Neurovascular coupling: insights from multi-modal dynamic causal modelling of fMRI and MEG
Amirhossein Jafarian, Vladimir Litvak, Hayriye Cagnan, Karl J., Friston, Peter Zeidman

TL;DR
This paper introduces a Bayesian multi-modal framework combining fMRI and MEG data to investigate neurovascular coupling mechanisms in the human brain, allowing for model comparison and hypothesis testing.
Contribution
It presents a novel Bayesian fusion approach for jointly modeling fMRI and MEG data to infer neurovascular coupling mechanisms and their region-specific characteristics.
Findings
Neuronal activity influences BOLD signals instantaneously.
Neurovascular coupling mechanisms vary across brain regions.

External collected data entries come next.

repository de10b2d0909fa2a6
#![allow(dead_code)]

use std::sync::Arc;
use std::time::Duration;

use auth::Authenticator;
use auth::ManualClock;
use auth::SigningKey;
use auth::TokenCodec;
use auth_service::authentication::service::AuthService;
use auth_service::inbound::http::router::create_router;
use auth_service::repositories::InMemoryUserRepository;
use auth_service::user::models::CreateUserCommand;
use auth_service::user::models::EmailAddress;
use auth_service::user::models::Password;
use auth_service::user::models::Username;
use auth_service::user::ports::UserServicePort;
use auth_service::user::service::UserService;
use serde_json::json;
use serde_json::Value;

pub const TEST_SECRET: &[u8] = b"test-secret-key-for-jwt-signing-at-least-32-bytes";
pub const TEST_PASSWORD: &str = "pass_word!";
pub const ADMIN_USERNAME: &str = "admin";

/// Test application that spawns a real server
pub struct TestApp {
    pub address: String,
    pub port: u16,
    pub api_client: reqwest::Client,
    pub user_service: Arc<UserService<InMemoryUserRepository>>,
    pub clock: Arc<ManualClock>,
    /// Codec sharing the server's key and clock, for crafting tokens
    pub codec: TokenCodec,
}

impl TestApp {
    /// Spawn the application in a background task and return TestApp
    pub async fn spawn() -> Self {
        Self::spawn_with(true).await
    }

    pub async fn spawn_with(refresh_enabled: bool) -> Self {
        // Use random port (0 = OS assigns)
        let listener = tokio::net::TcpListener::bind("127.0.0.1:0")
            .await
            .expect("Failed to bind random port");
        let port = listener.local_addr().unwrap().port();
        let address = format!("http://127.0.0.1:{}", port);

        let key = SigningKey::new(TEST_SECRET).expect("Test secret should be valid");
        let clock = Arc::new(ManualClock::default());
        let authenticator = Arc::new(
            Authenticator::with_clock(&key, clock.clone()).with_refresh_enabled(refresh_enabled),
        );

        let repository = Arc::new(InMemoryUserRepository::new());
        let auth_service = Arc::new(AuthService::new(
            Arc::clone(&repository),
            Arc::clone(&repository),
            authenticator,
        ));
        let user_service = Arc::new(UserService::new(repository));

        let router = create_router(
            auth_service,
            Arc::clone(&user_service),
            Duration::from_secs(30),
        );

        // Spawn server in background
        tokio::spawn(async move {
            axum::serve(listener, router).await.expect("Server error");
        });

        Self {
            address,
            port,
            api_client: reqwest::Client::new(),
            user_service,
            codec: TokenCodec::with_clock(&key, clock.clone()),
            clock,
        }
    }

    /// Helper to make GET request
    pub fn get(&self, path: &str) -> reqwest::RequestBuilder {
        self.api_client.get(&format!("{}{}", self.address, path))
    }

    /// Helper to make POST request
    pub fn post(&self, path: &str) -> reqwest::RequestBuilder {
        self.api_client.post(&format!("{}{}", self.address, path))
    }

    /// Helper to make GET request with Bearer token
    pub fn get_authenticated(&self, path: &str, token: &str) -> reqwest::RequestBuilder {
        self.get(path).bearer_auth(token)
    }

    /// Helper to make DELETE request with Bearer token
    pub fn delete_authenticated(&self, path: &str, token: &str) -> reqwest::RequestBuilder {
        self.api_client
            .delete(&format!("{}{}", self.address, path))
            .bearer_auth(token)
    }

    /// Helper to make PATCH request with Bearer token
    pub fn patch_authenticated(&self, path: &str, token: &str) -> reqwest::RequestBuilder {
        self.api_client
            .patch(&format!("{}{}", self.address, path))
            .bearer_auth(token)
    }

    /// Helper to make PUT request with Bearer token
    pub fn put_authenticated(&self, path: &str, token: &str) -> reqwest::RequestBuilder {
        self.api_client
            .put(&format!("{}{}", self.address, path))
            .bearer_auth(token)
    }

    /// Create the administrator the way the server does at startup, log in,
    /// and return its access token
    pub async fn admin_token(&self) -> String {
        let command = CreateUserCommand::new(
            Username::new(ADMIN_USERNAME.to_string()).unwrap(),
            EmailAddress::new("admin@example.com".to_string()).unwrap(),
            Password::new(TEST_PASSWORD.to_string()).unwrap(),
        );
        self.user_service
            .bootstrap_admin(command)
            .await
            .expect("Failed to create administrator");

        let response = self.login(ADMIN_USERNAME, TEST_PASSWORD).await;
        assert_eq!(response.status(), reqwest::StatusCode::OK);
        let body: Value = response.json().await.expect("Failed to parse response");
        body["data"]["access_token"]
            .as_str()
            .expect("access_token should be a string")
            .to_string()
    }

    /// Enable or disable an account through the administration API
    pub async fn set_enabled(
        &self,
        admin_token: &str,
        username: &str,
        enabled: bool,
    ) -> reqwest::Response {
        let path = format!("/api/admin/users/{}/enabled", username);
        self.put_authenticated(&path, admin_token)
            .json(&json!({ "enabled": enabled }))
            .send()
            .await
            .expect("Failed to execute request")
    }

    /// Register a user with the shared test password
    pub async fn register_user(&self, username: &str) -> reqwest::Response {
        self.post("/api/users")
            .json(&json!({
                "username": username,
                "email": format!("{}@example.com", username),
                "password": TEST_PASSWORD
            }))
            .send()
            .await
            .expect("Failed to execute request")
    }

    pub async fn login(&self, username: &str, password: &str) -> reqwest::Response {
        self.post("/api/auth/login")
            .json(&json!({
                "username": username,
                "password": password
            }))
            .send()
            .await
            .expect("Failed to execute request")
    }

    /// Register a user, log in, and return the `data` object of the login response
    pub async fn register_and_login(&self, username: &str) -> Value {
        self.register_user(username).await;
        let response = self.login(username, TEST_PASSWORD).await;
        assert_eq!(response.status(), reqwest::StatusCode::OK);

        let body: Value = response.json().await.expect("Failed to parse response");
        body["data"].clone()
    }

    /// Register a user, log in, and return the access token
    pub async fn access_token(&self, username: &str) -> String {
        self.register_and_login(username).await["access_token"]
            .as_str()
            .expect("access_token should be a string")
            .to_string()
    }
}
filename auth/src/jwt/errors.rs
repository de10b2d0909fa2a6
use thiserror::Error;

use super::claims::TokenKind;

/// Error type for token issuance.
#[derive(Debug, Clone, Error, PartialEq, Eq)]
pub enum IssueError {
    #[error("Token subject must not be empty")]
    EmptySubject,

    #[error("Token lifetime must be at least one second, got {0}s")]
    InvalidLifetime(i64),

    #[error("Failed to encode token: {0}")]
    Encoding(String),
}

/// Reason a presented token was rejected.
#[derive(Debug, Clone, Copy, Error, PartialEq, Eq)]
pub enum VerifyError {
    #[error("Token is malformed")]
    Malformed,

    #[error("Token signature is invalid")]
    BadSignature,

    #[error("Token is expired")]
    Expired,

    #[error("Expected {expected} token, got {actual} token")]
    WrongTokenType {
        expected: TokenKind,
        actual: TokenKind,
    },
}
use std::fmt;

use thiserror::Error;

/// Error raised when the signing secret cannot be used.
///
/// Always fatal: a service must refuse to start rather than sign tokens
/// with a weak or missing key.
#[derive(Debug, Clone, Error, PartialEq, Eq)]
pub enum KeyError {
    #[error("Signing secret is missing")]
    Missing,

    #[error("Signing secret too short: minimum {min} bytes, got {actual}")]
    TooShort { min: usize, actual: usize },
}

/// Symmetric HMAC-SHA256 signing secret.
///
/// Loaded once at startup and never mutated afterwards.
#[derive(Clone)]
pub struct SigningKey(Vec<u8>);

impl SigningKey {
    pub const MIN_LENGTH: usize = 32;

    /// Validate and wrap a signing secret.
    ///
    /// # Arguments
    /// * `secret` - Raw secret bytes
    ///
    /// # Returns
    /// SigningKey holding a copy of the secret
    ///
    /// # Errors
    /// * `Missing` - Secret is empty
    /// * `TooShort` - Secret is shorter than 32 bytes
    pub fn new(secret: &[u8]) -> Result<Self, KeyError> {
        if secret.is_empty() {
            return Err(KeyError::Missing);
        }

        if secret.len() < Self::MIN_LENGTH {
            return Err(KeyError::TooShort {
                min: Self::MIN_LENGTH,
                actual: secret.len(),
            });
        }

        Ok(Self(secret.to_vec()))
    }

    pub fn as_bytes(&self) -> &[u8] {
        &self.0
    }
}

// Never print secret material.
impl fmt::Debug for SigningKey {
    fn fmt(&self, f: &mut fmt::Formatter<'_>) -> fmt::Result {
        f.debug_tuple("SigningKey")
            .field(&format_args!("{} bytes", self.0.len()))
            .finish()
    }
}
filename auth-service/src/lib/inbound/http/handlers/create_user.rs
use std::collections::BTreeSet;

use axum::extract::State;
use axum::http::StatusCode;
use axum::Json;
use chrono::DateTime;
use chrono::Utc;
use serde::Deserialize;
use serde::Serialize;

use super::ApiError;
use super::ApiSuccess;
use crate::authentication::ports::AuthServicePort;
use crate::domain::user::models::CreateUserCommand;
use crate::domain::user::models::EmailAddress;
use crate::domain::user::models::Password;
use crate::domain::user::models::Role;
use crate::domain::user::models::User;
use crate::domain::user::models::Username;
use crate::domain::user::ports::UserServicePort;
use crate::inbound::http::router::AppState;
use crate::user::errors::UserError;

pub async fn create_user<AS, US>(
    State(state): State<AppState<AS, US>>,
    Json(body): Json<CreateUserRequest>,
) -> Result<ApiSuccess<UserResponseData>, ApiError>
where
    AS: AuthServicePort,
    US: UserServicePort,
{
    state
        .user_service
        .create_user(body.try_into_command()?)
        .await
        .map_err(ApiError::from)
        .map(|ref user| ApiSuccess::new(StatusCode::CREATED, user.into()))
}

/// HTTP request body for registering a user (raw JSON)
#[derive(Clone, PartialEq, Eq, Deserialize)]
pub struct CreateUserRequest {
    username: String,
    email: String,
    password: String,
}

impl CreateUserRequest {
    fn try_into_command(self) -> Result<CreateUserCommand, UserError> {
        let username = Username::new(self.username)?;
        let email = EmailAddress::new(self.email)?;
        let password = Password::new(self.password)?;
        Ok(CreateUserCommand::new(username, email, password))
    }
}

/// Public view of a user account
#[derive(Debug, Clone, PartialEq, Eq, Serialize)]
pub struct UserResponseData {
    pub id: String,
    pub username: String,
    pub email: String,
    pub roles: BTreeSet<Role>,
    pub enabled: bool,
    pub created_at: DateTime<Utc>,
}

impl From<&User> for UserResponseData {
    fn from(user: &User) -> Self {
        Self {
            id: user.id.to_string(),
            username: user.username.as_str().to_string(),
            email: user.email.as_str().to_string(),
            roles: user.roles.clone(),
            enabled: user.enabled,
            created_at: user.created_at,
        }
    }
}
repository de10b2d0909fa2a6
pub mod http;
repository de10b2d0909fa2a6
use axum::extract::State;
use axum::http::StatusCode;
use axum::Json;
use serde::Deserialize;

use super::login::TokenResponseData;
use super::ApiError;
use super::ApiSuccess;
use crate::authentication::ports::AuthServicePort;
use crate::inbound::http::router::AppState;
use crate::user::ports::UserServicePort;

pub async fn refresh<AS, US>(
    State(state): State<AppState<AS, US>>,
    Json(body): Json<RefreshRequestBody>,
) -> Result<ApiSuccess<TokenResponseData>, ApiError>
where
    AS: AuthServicePort,
    US: UserServicePort,
{
    state
        .auth_service
        .refresh(&body.refresh_token)
        .await
        .map_err(ApiError::from)
        .map(|tokens| ApiSuccess::new(StatusCode::OK, tokens.into()))
}

#[derive(Debug, Clone, PartialEq, Eq, Deserialize)]
pub struct RefreshRequestBody {
    refresh_token: String,
}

The method effectively distinguishes between different neurovascular models.
Abstract
This technical note presents a framework for investigating the underlying mechanisms of neurovascular coupling in the human brain using multi-modal magnetoencephalography (MEG) and functional magnetic resonance (fMRI) neuroimaging data. This amounts to estimating the evidence for several biologically informed models of neurovascular coupling using variational Bayesian methods and selecting the most plausible explanation using Bayesian model comparison. First, fMRI data is used to localise active neuronal sources. The coordinates of neuronal sources are then used as priors in the specification of a DCM for MEG, in order to estimate the underlying generators of the electrophysiological responses. The ensuing estimates of neuronal parameters are used to generate neuronal drive functions, which model the pre or post synaptic responses to each experimental condition in the fMRI paradigm.…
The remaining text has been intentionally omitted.